**Aim of the task**
Only the lines holding the string "global" are needed; copy each of them from the data.

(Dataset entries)
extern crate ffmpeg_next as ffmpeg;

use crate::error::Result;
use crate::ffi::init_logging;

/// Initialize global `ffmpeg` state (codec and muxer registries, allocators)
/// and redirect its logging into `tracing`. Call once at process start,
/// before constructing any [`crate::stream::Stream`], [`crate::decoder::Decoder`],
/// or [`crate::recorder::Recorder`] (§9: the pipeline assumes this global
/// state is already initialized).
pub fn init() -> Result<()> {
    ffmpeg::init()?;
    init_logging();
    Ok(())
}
---
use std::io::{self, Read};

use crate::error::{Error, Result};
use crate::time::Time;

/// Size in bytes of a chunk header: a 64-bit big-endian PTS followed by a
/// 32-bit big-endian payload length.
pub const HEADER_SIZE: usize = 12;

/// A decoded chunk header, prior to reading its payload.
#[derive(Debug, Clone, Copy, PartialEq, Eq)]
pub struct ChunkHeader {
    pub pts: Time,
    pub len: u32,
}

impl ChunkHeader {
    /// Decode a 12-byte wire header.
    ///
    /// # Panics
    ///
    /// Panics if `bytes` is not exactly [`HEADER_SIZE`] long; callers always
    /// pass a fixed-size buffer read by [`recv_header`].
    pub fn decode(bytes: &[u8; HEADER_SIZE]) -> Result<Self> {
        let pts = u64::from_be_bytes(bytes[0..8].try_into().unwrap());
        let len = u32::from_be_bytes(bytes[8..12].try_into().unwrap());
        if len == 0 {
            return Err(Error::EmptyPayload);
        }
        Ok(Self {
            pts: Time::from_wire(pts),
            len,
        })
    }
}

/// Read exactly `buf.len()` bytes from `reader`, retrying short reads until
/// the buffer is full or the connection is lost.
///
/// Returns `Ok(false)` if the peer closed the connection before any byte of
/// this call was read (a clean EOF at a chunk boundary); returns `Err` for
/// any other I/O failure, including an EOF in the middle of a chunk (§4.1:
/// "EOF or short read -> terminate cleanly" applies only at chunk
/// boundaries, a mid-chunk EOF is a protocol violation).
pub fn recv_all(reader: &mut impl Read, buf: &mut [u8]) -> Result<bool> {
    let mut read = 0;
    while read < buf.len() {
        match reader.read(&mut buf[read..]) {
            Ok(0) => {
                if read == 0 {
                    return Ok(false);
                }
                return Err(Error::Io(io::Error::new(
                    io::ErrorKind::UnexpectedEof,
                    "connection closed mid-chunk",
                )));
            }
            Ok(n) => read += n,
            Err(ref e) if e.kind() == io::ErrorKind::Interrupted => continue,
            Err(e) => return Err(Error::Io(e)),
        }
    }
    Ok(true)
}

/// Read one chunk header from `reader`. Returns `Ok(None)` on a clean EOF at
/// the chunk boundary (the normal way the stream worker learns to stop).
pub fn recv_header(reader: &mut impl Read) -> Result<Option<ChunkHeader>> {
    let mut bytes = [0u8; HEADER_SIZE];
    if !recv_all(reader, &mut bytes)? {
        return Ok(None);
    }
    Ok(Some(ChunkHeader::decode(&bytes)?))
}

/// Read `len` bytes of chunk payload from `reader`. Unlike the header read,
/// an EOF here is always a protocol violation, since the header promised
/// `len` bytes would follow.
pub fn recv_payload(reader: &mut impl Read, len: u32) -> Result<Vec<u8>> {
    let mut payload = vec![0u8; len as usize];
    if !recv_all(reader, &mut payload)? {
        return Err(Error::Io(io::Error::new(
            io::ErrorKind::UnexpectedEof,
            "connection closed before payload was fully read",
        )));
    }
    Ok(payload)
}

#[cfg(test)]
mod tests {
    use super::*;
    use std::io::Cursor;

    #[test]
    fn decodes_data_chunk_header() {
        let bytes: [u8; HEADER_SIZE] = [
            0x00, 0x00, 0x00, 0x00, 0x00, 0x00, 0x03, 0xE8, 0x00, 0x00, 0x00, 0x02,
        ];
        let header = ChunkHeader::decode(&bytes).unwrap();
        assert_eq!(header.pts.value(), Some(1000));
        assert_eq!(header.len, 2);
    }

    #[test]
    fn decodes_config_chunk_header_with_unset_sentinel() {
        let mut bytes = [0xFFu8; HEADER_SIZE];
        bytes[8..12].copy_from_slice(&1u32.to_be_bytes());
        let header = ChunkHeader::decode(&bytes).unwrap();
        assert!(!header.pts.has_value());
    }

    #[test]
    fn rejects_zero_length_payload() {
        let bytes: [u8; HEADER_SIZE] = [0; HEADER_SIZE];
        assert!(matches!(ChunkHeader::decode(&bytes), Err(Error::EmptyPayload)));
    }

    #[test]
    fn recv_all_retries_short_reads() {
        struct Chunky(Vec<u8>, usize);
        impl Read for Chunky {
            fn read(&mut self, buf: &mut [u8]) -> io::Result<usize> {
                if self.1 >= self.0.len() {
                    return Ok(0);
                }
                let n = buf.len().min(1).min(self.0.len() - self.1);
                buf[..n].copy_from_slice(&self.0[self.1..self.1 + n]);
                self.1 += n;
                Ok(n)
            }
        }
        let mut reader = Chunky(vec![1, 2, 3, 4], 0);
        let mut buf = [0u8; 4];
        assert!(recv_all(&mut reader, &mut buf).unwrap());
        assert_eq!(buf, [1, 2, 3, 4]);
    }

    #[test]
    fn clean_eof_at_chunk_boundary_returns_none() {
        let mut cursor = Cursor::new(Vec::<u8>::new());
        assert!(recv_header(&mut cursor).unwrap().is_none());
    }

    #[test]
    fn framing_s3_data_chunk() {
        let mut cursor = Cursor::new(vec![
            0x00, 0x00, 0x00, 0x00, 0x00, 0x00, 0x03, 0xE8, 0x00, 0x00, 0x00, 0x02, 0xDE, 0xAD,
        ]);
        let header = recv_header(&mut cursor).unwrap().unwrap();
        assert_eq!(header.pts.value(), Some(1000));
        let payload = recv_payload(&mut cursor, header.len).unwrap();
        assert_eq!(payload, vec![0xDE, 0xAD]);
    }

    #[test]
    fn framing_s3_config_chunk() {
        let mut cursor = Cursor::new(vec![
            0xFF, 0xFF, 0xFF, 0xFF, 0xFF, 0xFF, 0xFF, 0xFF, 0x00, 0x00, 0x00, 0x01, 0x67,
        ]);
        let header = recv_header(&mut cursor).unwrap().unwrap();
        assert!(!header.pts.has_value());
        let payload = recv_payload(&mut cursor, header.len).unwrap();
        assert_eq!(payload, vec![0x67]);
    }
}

**Answer space**
/// Initialize global `ffmpeg` state (codec and muxer registries, allocators)
/// or [`crate::recorder::Recorder`] (§9: the pipeline assumes this global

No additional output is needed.